We have here a magnificent Millennium Bridge over the river Lune – it’s for people travelling either on foot or by bike, and it is immensely useful and extremely popular. Every year, when it gets icy people struggle to walk and to ride across it. Every year people fall from their bikes and people complain that it needs to be gritted. We are a cycling demonstration town, supposedly promoting cycling. Yet I suspect that most people need only to fall from a bike once to be seriously put off cycling, perhaps for life. You have to ask, exactly what kind of cycling promotion is it that fails to grit key routes on which people ride?

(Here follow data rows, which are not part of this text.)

//! Unified error handling for the client.

use crate::config::ConfigError;
use crate::transport::TransportError;

/// Client error type.
#[derive(Debug, thiserror::Error)]
pub enum ClientError {
    #[error("Configuration error: {0}")]
    Config(#[from] ConfigError),

    #[error("Transport error: {0}")]
    Transport(#[from] TransportError),

    #[error("Marketplace controller has stopped")]
    Stopped,
}

/// Result type alias for client operations.
pub type Result<T> = std::result::Result<T, ClientError>;
//! Configuration management for the client.

use std::env;
use std::time::Duration;

use stockline_engine::{ProductStatus, DEFAULT_BEST_SELLERS, DEFAULT_DEBOUNCE_MS, DEFAULT_PAGE_SIZE};

use crate::transport::CatalogQuery;

/// Who is looking at the storefront. Decides which products are fetched.
#[derive(Debug, Clone, PartialEq, Eq)]
pub enum Role {
    /// Sees approved products only
    Buyer,
    /// Sees their own products in every status
    Seller { seller_id: String },
    /// Sees everything
    Admin,
}

impl Role {
    pub fn catalog_query(&self) -> CatalogQuery {
        match self {
            Role::Buyer => CatalogQuery {
                status: Some(ProductStatus::Approved),
                seller_id: None,
            },
            Role::Seller { seller_id } => CatalogQuery {
                status: None,
                seller_id: Some(seller_id.clone()),
            },
            Role::Admin => CatalogQuery::default(),
        }
    }
}

/// Client configuration loaded from environment variables.
#[derive(Debug, Clone)]
pub struct Config {
    /// Base URL of the marketplace HTTP API
    pub api_url: String,
    /// WebSocket URL of the invalidation feed; no push updates when absent
    pub ws_url: Option<String>,
    /// Quiet period before queued cart writes are sent
    pub debounce_ms: u64,
    /// Delay before the single retry of a transient failure
    pub retry_backoff_ms: u64,
    /// Per-request HTTP timeout
    pub request_timeout_ms: u64,
    pub page_size: usize,
    pub best_sellers: usize,
    pub role: Role,
}

impl Config {
    /// Configuration with default tuning for the given API.
    pub fn new(api_url: impl Into<String>) -> Self {
        Self {
            api_url: api_url.into().trim_end_matches('/').to_string(),
            ws_url: None,
            debounce_ms: DEFAULT_DEBOUNCE_MS,
            retry_backoff_ms: 300,
            request_timeout_ms: 10_000,
            page_size: DEFAULT_PAGE_SIZE,
            best_sellers: DEFAULT_BEST_SELLERS,
            role: Role::Buyer,
        }
    }

    /// Load configuration from environment variables.
    pub fn from_env() -> Result<Self, ConfigError> {
        let api_url = env::var("STOCKLINE_API_URL").map_err(|_| ConfigError::MissingApiUrl)?;
        let mut config = Self::new(api_url);

        config.ws_url = env::var("STOCKLINE_WS_URL").ok().filter(|url| !url.is_empty());
        config.debounce_ms = number("STOCKLINE_DEBOUNCE_MS", config.debounce_ms)?;
        config.retry_backoff_ms = number("STOCKLINE_RETRY_BACKOFF_MS", config.retry_backoff_ms)?;
        config.request_timeout_ms =
            number("STOCKLINE_REQUEST_TIMEOUT_MS", config.request_timeout_ms)?;
        config.page_size = number("STOCKLINE_PAGE_SIZE", config.page_size)?;
        config.best_sellers = number("STOCKLINE_BEST_SELLERS", config.best_sellers)?;

        let role = env::var("STOCKLINE_ROLE").unwrap_or_else(|_| "buyer".to_string());
        config.role = match role.to_lowercase().as_str() {
            "buyer" => Role::Buyer,
            "admin" => Role::Admin,
            "seller" => Role::Seller {
                seller_id: env::var("STOCKLINE_SELLER_ID")
                    .map_err(|_| ConfigError::MissingSellerId)?,
            },
            _ => return Err(ConfigError::InvalidRole(role)),
        };

        Ok(config)
    }

    pub fn retry_backoff(&self) -> Duration {
        Duration::from_millis(self.retry_backoff_ms)
    }

    pub fn request_timeout(&self) -> Duration {
        Duration::from_millis(self.request_timeout_ms)
    }
}

fn number<T: std::str::FromStr>(name: &'static str, default: T) -> Result<T, ConfigError> {
    match env::var(name) {
        Ok(value) => value
            .trim()
            .parse()
            .map_err(|_| ConfigError::InvalidNumber(name)),
        Err(_) => Ok(default),
    }
}

/// Configuration errors.
#[derive(Debug, thiserror::Error)]
pub enum ConfigError {
    #[error("STOCKLINE_API_URL environment variable is required")]
    MissingApiUrl,

    #[error("STOCKLINE_SELLER_ID is required when STOCKLINE_ROLE is seller")]
    MissingSellerId,

    #[error("Invalid STOCKLINE_ROLE value: {0}")]
    InvalidRole(String),

    #[error("Invalid {0} value")]
    InvalidNumber(&'static str),
}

You can do as I tend to do, and ride on the main roads. But given most people would not dare to do that under ordinary circumstances, they’re unlikely to start doing so when it’s icy, slushy, dark and the roads are full of motorists who lack the skills and equipment to negotiate the tricky conditions effectively. Watching the cars skating over the ice, an Icelandic friend of ours today expressed serious concern at the lack of driving skills on display; another friend, having seen cars careering out of control on a patch of black ice at the junction outside his house, stood outside for two hours, warning motorists to take especial care.

Of course, I recognise that cold, snow and ice make life difficult for everyone. People are struggling either to maintain movement-as-usual, or else to cope with being unable to move as they usually do (which is something we’re all going to need to become better at, as our lives get re-shaped by the realities of a world transformed by climatic changes). I understand that to some extent we all need somehow ‘just to get on with it’. But I know that I’m not alone in finding the current situation, in which routes for cars and trucks are so clearly prioritised over routes for walking and cycling, really quite disgraceful.

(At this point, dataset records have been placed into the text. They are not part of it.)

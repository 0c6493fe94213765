//! User intents.
//!
//! A UI action never mutates state directly. It produces an [`Intent`], an
//! immutable record of what the user asked for, which the reconciler applies
//! optimistically and the mutation queue later coalesces into a batch.

use crate::{CartLineId, ProductId, Timestamp};
use serde::{Deserialize, Serialize};

/// What the user asked to do with a cart line.
#[derive(Debug, Clone, Copy, PartialEq, Eq, Hash, Serialize, Deserialize)]
#[serde(rename_all = "lowercase")]
pub enum IntentKind {
    /// Add one unit, creating the line if needed
    Increment,
    /// Take one unit away
    Decrement,
    /// Drop the whole line
    Remove,
}

/// An immutable user-requested mutation, not yet sent to the server.
#[derive(Debug, Clone, PartialEq, Eq, Serialize, Deserialize)]
#[serde(rename_all = "camelCase")]
pub struct Intent {
    kind: IntentKind,
    product_id: ProductId,
    cart_line_id: CartLineId,
    issued_at: Timestamp,
}

impl Intent {
    pub fn new(
        kind: IntentKind,
        product_id: impl Into<ProductId>,
        cart_line_id: impl Into<CartLineId>,
        issued_at: Timestamp,
    ) -> Self {
        Self {
            kind,
            product_id: product_id.into(),
            cart_line_id: cart_line_id.into(),
            issued_at,
        }
    }

    pub fn increment(
        product_id: impl Into<ProductId>,
        cart_line_id: impl Into<CartLineId>,
        issued_at: Timestamp,
    ) -> Self {
        Self::new(IntentKind::Increment, product_id, cart_line_id, issued_at)
    }

    pub fn decrement(
        product_id: impl Into<ProductId>,
        cart_line_id: impl Into<CartLineId>,
        issued_at: Timestamp,
    ) -> Self {
        Self::new(IntentKind::Decrement, product_id, cart_line_id, issued_at)
    }

    pub fn remove(
        product_id: impl Into<ProductId>,
        cart_line_id: impl Into<CartLineId>,
        issued_at: Timestamp,
    ) -> Self {
        Self::new(IntentKind::Remove, product_id, cart_line_id, issued_at)
    }

    pub fn kind(&self) -> IntentKind {
        self.kind
    }

    pub fn product_id(&self) -> &ProductId {
        &self.product_id
    }

    pub fn cart_line_id(&self) -> &CartLineId {
        &self.cart_line_id
    }

    pub fn issued_at(&self) -> Timestamp {
        self.issued_at
    }

    /// A new removal intent for the same line, issued at the same instant.
    ///
    /// Used when a decrement would take a line to zero.
    pub fn as_removal(&self) -> Intent {
        Intent::remove(
            self.product_id.clone(),
            self.cart_line_id.clone(),
            self.issued_at,
        )
    }

    /// Change in cart quantity requested by a unit intent.
    ///
    /// Removals return 0; their effect depends on the line's quantity.
    pub fn unit_delta(&self) -> i64 {
        match self.kind {
            IntentKind::Increment => 1,
            IntentKind::Decrement => -1,
            IntentKind::Remove => 0,
        }
    }
}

For a while I’ve been thinking very vaguely about the notion of  ‘mobility inversion’. It’s an intuitive concept which I want to develop, not for its own sake, but because  it just might – in ways I do not and quite probably cannot know – be somehow useful. You just don’t know where ideas will go until you try …

UK towns and cities remain centrally designed around the car. Even now, well into the twenty-first century, the car gets the centre of the road, walking and cycling the margins. Routes for cars get priority, and walking and cycling routes are pushed into having to find their ways around them, having to negotiate the city of the car. When it comes to mobility, our towns and cities, in other words, are quite simply the wrong way round.

I’ll return to this example at another time, but it’s less than a kilometre, maybe half a mile, between our house and Lancaster city centre. Lancaster’s train station is about half way along this route. It’s an incredibly busy walking route, but I’d guess that motorised vehicles currently get about 90% of the available space and almost all of the priority whilst pedestrians must make do with rubbish pavements, limited space, and drivers who have been taught that they have the right of way. With no facilities to help them at all, cyclists simply have to survive – dodging the potholes. It’s atrocious and it’s where we live, but similar and worse situations are everywhere.

We need mobility inversion here. If motorised vehicles are allowed, they ought to make way for people on foot and on bikes. People on bikes and on their feet should not have to stop to make way for trucks and cars, the cars and trucks should make way for them. There should anyway be only minimal space for trucks and cars, and lots more space for people walking, cycling and simply hanging out chatting to their friends, acquaintances and neighbours.

In the current context – thinking about moving around during periods of snow and ice – the concept of mobility inversion can be applied equally simply. It’s so obvious that I can hardly believe it’s not already being done. Grit the cycling routes and grit the pavements, but don’t grit the roads – rather than encouraging people who normally walk and cycle either to jump into cars or not to move at all, we can then encourage people who normally travel in cars to walk or cycle, or else to not move at all … and isn’t that exactly what we want?